START Record extracts
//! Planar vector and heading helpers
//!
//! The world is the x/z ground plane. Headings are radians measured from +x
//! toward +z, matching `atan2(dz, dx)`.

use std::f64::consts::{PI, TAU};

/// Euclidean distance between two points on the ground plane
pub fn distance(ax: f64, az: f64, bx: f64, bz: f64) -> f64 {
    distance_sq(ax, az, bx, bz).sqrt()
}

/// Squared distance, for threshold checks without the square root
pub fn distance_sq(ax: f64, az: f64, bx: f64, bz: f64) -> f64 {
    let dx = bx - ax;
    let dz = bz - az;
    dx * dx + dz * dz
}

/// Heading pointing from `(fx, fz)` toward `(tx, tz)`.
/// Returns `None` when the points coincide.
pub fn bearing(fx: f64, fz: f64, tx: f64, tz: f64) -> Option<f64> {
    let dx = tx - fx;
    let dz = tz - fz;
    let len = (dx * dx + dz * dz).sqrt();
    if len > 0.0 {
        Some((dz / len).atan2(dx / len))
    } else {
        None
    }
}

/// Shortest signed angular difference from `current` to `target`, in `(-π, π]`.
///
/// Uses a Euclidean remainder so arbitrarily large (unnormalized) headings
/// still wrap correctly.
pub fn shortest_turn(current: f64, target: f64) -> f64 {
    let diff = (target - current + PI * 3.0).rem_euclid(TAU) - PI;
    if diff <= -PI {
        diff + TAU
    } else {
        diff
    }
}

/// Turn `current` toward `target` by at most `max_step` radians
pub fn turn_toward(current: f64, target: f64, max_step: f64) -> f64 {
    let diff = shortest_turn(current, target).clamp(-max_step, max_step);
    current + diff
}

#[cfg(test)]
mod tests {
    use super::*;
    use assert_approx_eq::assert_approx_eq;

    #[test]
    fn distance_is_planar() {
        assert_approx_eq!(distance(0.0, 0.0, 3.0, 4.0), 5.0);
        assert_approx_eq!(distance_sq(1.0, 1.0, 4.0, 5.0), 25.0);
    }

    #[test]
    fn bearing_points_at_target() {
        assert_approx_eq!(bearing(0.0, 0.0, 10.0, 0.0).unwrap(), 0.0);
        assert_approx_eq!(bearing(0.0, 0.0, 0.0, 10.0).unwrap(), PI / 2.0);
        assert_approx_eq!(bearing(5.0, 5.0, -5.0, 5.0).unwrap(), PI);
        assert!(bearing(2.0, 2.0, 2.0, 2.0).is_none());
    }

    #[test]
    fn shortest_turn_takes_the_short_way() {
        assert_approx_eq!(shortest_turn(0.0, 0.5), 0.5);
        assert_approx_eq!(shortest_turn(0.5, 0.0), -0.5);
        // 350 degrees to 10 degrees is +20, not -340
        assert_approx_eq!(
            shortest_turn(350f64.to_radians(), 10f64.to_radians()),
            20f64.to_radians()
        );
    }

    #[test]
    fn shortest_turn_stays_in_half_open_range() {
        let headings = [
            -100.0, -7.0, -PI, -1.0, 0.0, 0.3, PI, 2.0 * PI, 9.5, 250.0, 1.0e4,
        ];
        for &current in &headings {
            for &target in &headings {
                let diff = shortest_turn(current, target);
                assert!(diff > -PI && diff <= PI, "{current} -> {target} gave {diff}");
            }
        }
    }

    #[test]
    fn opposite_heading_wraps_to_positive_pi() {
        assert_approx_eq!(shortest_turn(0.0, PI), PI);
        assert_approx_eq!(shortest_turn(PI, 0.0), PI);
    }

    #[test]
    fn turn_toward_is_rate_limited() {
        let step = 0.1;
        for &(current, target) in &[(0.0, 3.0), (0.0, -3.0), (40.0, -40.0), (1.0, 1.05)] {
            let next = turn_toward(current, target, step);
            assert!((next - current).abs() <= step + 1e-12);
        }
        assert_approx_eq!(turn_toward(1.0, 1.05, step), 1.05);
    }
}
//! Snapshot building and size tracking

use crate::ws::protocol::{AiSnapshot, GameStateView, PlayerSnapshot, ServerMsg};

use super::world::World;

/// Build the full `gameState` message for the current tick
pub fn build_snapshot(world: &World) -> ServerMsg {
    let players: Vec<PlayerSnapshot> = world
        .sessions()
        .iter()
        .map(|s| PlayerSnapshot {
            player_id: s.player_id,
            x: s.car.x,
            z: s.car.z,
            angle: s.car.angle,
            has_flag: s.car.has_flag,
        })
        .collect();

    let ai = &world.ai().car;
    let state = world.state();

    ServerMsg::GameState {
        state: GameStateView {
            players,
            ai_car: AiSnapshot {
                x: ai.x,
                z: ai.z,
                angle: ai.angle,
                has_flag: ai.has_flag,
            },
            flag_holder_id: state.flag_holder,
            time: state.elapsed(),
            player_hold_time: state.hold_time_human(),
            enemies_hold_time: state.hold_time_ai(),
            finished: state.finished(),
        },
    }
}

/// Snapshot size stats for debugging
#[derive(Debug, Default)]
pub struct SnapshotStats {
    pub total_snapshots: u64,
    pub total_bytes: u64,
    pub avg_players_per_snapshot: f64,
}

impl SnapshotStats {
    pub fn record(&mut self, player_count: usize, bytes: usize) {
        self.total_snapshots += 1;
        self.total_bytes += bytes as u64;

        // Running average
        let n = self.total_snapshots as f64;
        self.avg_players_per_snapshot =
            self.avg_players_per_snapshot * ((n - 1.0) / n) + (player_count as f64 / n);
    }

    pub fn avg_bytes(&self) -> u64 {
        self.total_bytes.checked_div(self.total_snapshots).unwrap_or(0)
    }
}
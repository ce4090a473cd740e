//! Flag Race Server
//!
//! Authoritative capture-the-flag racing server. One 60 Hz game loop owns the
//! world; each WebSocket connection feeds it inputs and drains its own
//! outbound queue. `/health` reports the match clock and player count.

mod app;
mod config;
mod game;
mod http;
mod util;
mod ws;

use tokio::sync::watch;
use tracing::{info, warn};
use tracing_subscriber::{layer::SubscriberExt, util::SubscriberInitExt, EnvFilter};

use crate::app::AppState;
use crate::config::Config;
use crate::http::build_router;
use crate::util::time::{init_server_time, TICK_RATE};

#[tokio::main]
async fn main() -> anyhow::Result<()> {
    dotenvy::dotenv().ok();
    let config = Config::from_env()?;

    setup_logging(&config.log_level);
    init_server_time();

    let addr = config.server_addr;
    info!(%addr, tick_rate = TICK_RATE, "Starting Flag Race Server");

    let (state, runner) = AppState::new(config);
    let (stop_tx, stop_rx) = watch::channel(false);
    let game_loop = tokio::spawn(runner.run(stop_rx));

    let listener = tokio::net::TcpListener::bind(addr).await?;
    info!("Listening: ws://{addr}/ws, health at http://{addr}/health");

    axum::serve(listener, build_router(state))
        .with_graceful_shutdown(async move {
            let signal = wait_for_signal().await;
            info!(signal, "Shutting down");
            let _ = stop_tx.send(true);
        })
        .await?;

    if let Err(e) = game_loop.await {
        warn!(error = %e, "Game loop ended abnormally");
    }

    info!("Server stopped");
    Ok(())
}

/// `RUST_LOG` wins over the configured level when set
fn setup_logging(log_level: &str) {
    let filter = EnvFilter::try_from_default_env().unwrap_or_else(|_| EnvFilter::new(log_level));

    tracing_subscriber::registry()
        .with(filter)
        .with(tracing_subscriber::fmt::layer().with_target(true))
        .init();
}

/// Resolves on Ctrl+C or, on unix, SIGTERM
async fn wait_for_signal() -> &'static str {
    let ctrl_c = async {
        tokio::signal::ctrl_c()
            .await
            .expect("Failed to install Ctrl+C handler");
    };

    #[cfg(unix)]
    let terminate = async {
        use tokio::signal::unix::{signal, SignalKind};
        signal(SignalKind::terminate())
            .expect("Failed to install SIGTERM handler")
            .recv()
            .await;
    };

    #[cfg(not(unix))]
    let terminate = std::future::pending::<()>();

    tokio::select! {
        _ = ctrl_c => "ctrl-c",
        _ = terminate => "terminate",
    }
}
END Record extracts
--- Instructions to follow ---
Using the data above, print every record exactly as shown.

--- Answer area ---
//! Planar vector and heading helpers
//!
//! The world is the x/z ground plane. Headings are radians measured from +x
//! toward +z, matching `atan2(dz, dx)`.

use std::f64::consts::{PI, TAU};

/// Euclidean distance between two points on the ground plane
pub fn distance(ax: f64, az: f64, bx: f64, bz: f64) -> f64 {
    distance_sq(ax, az, bx, bz).sqrt()
}

/// Squared distance, for threshold checks without the square root
pub fn distance_sq(ax: f64, az: f64, bx: f64, bz: f64) -> f64 {
    let dx = bx - ax;
    let dz = bz - az;
    dx * dx + dz * dz
}

/// Heading pointing from `(fx, fz)` toward `(tx, tz)`.
/// Returns `None` when the points coincide.
pub fn bearing(fx: f64, fz: f64, tx: f64, tz: f64) -> Option<f64> {
    let dx = tx - fx;
    let dz = tz - fz;
    let len = (dx * dx + dz * dz).sqrt();
    if len > 0.0 {
        Some((dz / len).atan2(dx / len))
    } else {
        None
    }
}

/// Shortest signed angular difference from `current` to `target`, in `(-π, π]`.
///
/// Uses a Euclidean remainder so arbitrarily large (unnormalized) headings
/// still wrap correctly.
pub fn shortest_turn(current: f64, target: f64) -> f64 {
    let diff = (target - current + PI * 3.0).rem_euclid(TAU) - PI;
    if diff <= -PI {
        diff + TAU
    } else {
        diff
    }
}

/// Turn `current` toward `target` by at most `max_step` radians
pub fn turn_toward(current: f64, target: f64, max_step: f64) -> f64 {
    let diff = shortest_turn(current, target).clamp(-max_step, max_step);
    current + diff
}

#[cfg(test)]
mod tests {
    use super::*;
    use assert_approx_eq::assert_approx_eq;

    #[test]
    fn distance_is_planar() {
        assert_approx_eq!(distance(0.0, 0.0, 3.0, 4.0), 5.0);
        assert_approx_eq!(distance_sq(1.0, 1.0, 4.0, 5.0), 25.0);
    }

    #[test]
    fn bearing_points_at_target() {
        assert_approx_eq!(bearing(0.0, 0.0, 10.0, 0.0).unwrap(), 0.0);
        assert_approx_eq!(bearing(0.0, 0.0, 0.0, 10.0).unwrap(), PI / 2.0);
        assert_approx_eq!(bearing(5.0, 5.0, -5.0, 5.0).unwrap(), PI);
        assert!(bearing(2.0, 2.0, 2.0, 2.0).is_none());
    }

    #[test]
    fn shortest_turn_takes_the_short_way() {
        assert_approx_eq!(shortest_turn(0.0, 0.5), 0.5);
        assert_approx_eq!(shortest_turn(0.5, 0.0), -0.5);
        // 350 degrees to 10 degrees is +20, not -340
        assert_approx_eq!(
            shortest_turn(350f64.to_radians(), 10f64.to_radians()),
            20f64.to_radians()
        );
    }

    #[test]
    fn shortest_turn_stays_in_half_open_range() {
        let headings = [
            -100.0, -7.0, -PI, -1.0, 0.0, 0.3, PI, 2.0 * PI, 9.5, 250.0, 1.0e4,
        ];
        for &current in &headings {
            for &target in &headings {
                let diff = shortest_turn(current, target);
                assert!(diff > -PI && diff <= PI, "{current} -> {target} gave {diff}");
            }
        }
    }

    #[test]
    fn opposite_heading_wraps_to_positive_pi() {
        assert_approx_eq!(shortest_turn(0.0, PI), PI);
        assert_approx_eq!(shortest_turn(PI, 0.0), PI);
    }

    #[test]
    fn turn_toward_is_rate_limited() {
        let step = 0.1;
        for &(current, target) in &[(0.0, 3.0), (0.0, -3.0), (40.0, -40.0), (1.0, 1.05)] {
            let next = turn_toward(current, target, step);
            assert!((next - current).abs() <= step + 1e-12);
        }
        assert_approx_eq!(turn_toward(1.0, 1.05, step), 1.05);
    }
}
//! Snapshot building and size tracking

use crate::ws::protocol::{AiSnapshot, GameStateView, PlayerSnapshot, ServerMsg};

use super::world::World;

/// Build the full `gameState` message for the current tick
pub fn build_snapshot(world: &World) -> ServerMsg {
    let players: Vec<PlayerSnapshot> = world
        .sessions()
        .iter()
        .map(|s| PlayerSnapshot {
            player_id: s.player_id,
            x: s.car.x,
            z: s.car.z,
            angle: s.car.angle,
            has_flag: s.car.has_flag,
        })
        .collect();

    let ai = &world.ai().car;
    let state = world.state();

    ServerMsg::GameState {
        state: GameStateView {
            players,
            ai_car: AiSnapshot {
                x: ai.x,
                z: ai.z,
                angle: ai.angle,
                has_flag: ai.has_flag,
            },
            flag_holder_id: state.flag_holder,
            time: state.elapsed(),
            player_hold_time: state.hold_time_human(),
            enemies_hold_time: state.hold_time_ai(),
            finished: state.finished(),
        },
    }
}

/// Snapshot size stats for debugging
#[derive(Debug, Default)]
pub struct SnapshotStats {
    pub total_snapshots: u64,
    pub total_bytes: u64,
    pub avg_players_per_snapshot: f64,
}

impl SnapshotStats {
    pub fn record(&mut self, player_count: usize, bytes: usize) {
        self.total_snapshots += 1;
        self.total_bytes += bytes as u64;

        // Running average
        let n = self.total_snapshots as f64;
        self.avg_players_per_snapshot =
            self.avg_players_per_snapshot * ((n - 1.0) / n) + (player_count as f64 / n);
    }

    pub fn avg_bytes(&self) -> u64 {
        self.total_bytes.checked_div(self.total_snapshots).unwrap_or(0)
    }
}
repository ce4090a473cd740e
//! Flag Race Server
//!
//! Authoritative capture-the-flag racing server. One 60 Hz game loop owns the
//! world; each WebSocket connection feeds it inputs and drains its own
//! outbound queue. `/health` reports the match clock and player count.

mod app;
mod config;
mod game;
mod http;
mod util;
mod ws;

use tokio::sync::watch;
use tracing::{info, warn};
use tracing_subscriber::{layer::SubscriberExt, util::SubscriberInitExt, EnvFilter};

use crate::app::AppState;
use crate::config::Config;
use crate::http::build_router;
use crate::util::time::{init_server_time, TICK_RATE};

#[tokio::main]
async fn main() -> anyhow::Result<()> {
    dotenvy::dotenv().ok();
    let config = Config::from_env()?;

    setup_logging(&config.log_level);
    init_server_time();

    let addr = config.server_addr;
    info!(%addr, tick_rate = TICK_RATE, "Starting Flag Race Server");

    let (state, runner) = AppState::new(config);
    let (stop_tx, stop_rx) = watch::channel(false);
    let game_loop = tokio::spawn(runner.run(stop_rx));

    let listener = tokio::net::TcpListener::bind(addr).await?;
    info!("Listening: ws://{addr}/ws, health at http://{addr}/health");

    axum::serve(listener, build_router(state))
        .with_graceful_shutdown(async move {
            let signal = wait_for_signal().await;
            info!(signal, "Shutting down");
            let _ = stop_tx.send(true);
        })
        .await?;

    if let Err(e) = game_loop.await {
        warn!(error = %e, "Game loop ended abnormally");
    }

    info!("Server stopped");
    Ok(())
}

/// `RUST_LOG` wins over the configured level when set
fn setup_logging(log_level: &str) {
    let filter = EnvFilter::try_from_default_env().unwrap_or_else(|_| EnvFilter::new(log_level));

    tracing_subscriber::registry()
        .with(filter)
        .with(tracing_subscriber::fmt::layer().with_target(true))
        .init();
}

/// Resolves on Ctrl+C or, on unix, SIGTERM
async fn wait_for_signal() -> &'static str {
    let ctrl_c = async {
        tokio::signal::ctrl_c()
            .await
            .expect("Failed to install Ctrl+C handler");
    };

    #[cfg(unix)]
    let terminate = async {
        use tokio::signal::unix::{signal, SignalKind};
        signal(SignalKind::terminate())
            .expect("Failed to install SIGTERM handler")
            .recv()
            .await;
    };

    #[cfg(not(unix))]
    let terminate = std::future::pending::<()>();

    tokio::select! {
        _ = ctrl_c => "ctrl-c",
        _ = terminate => "terminate",
    }
}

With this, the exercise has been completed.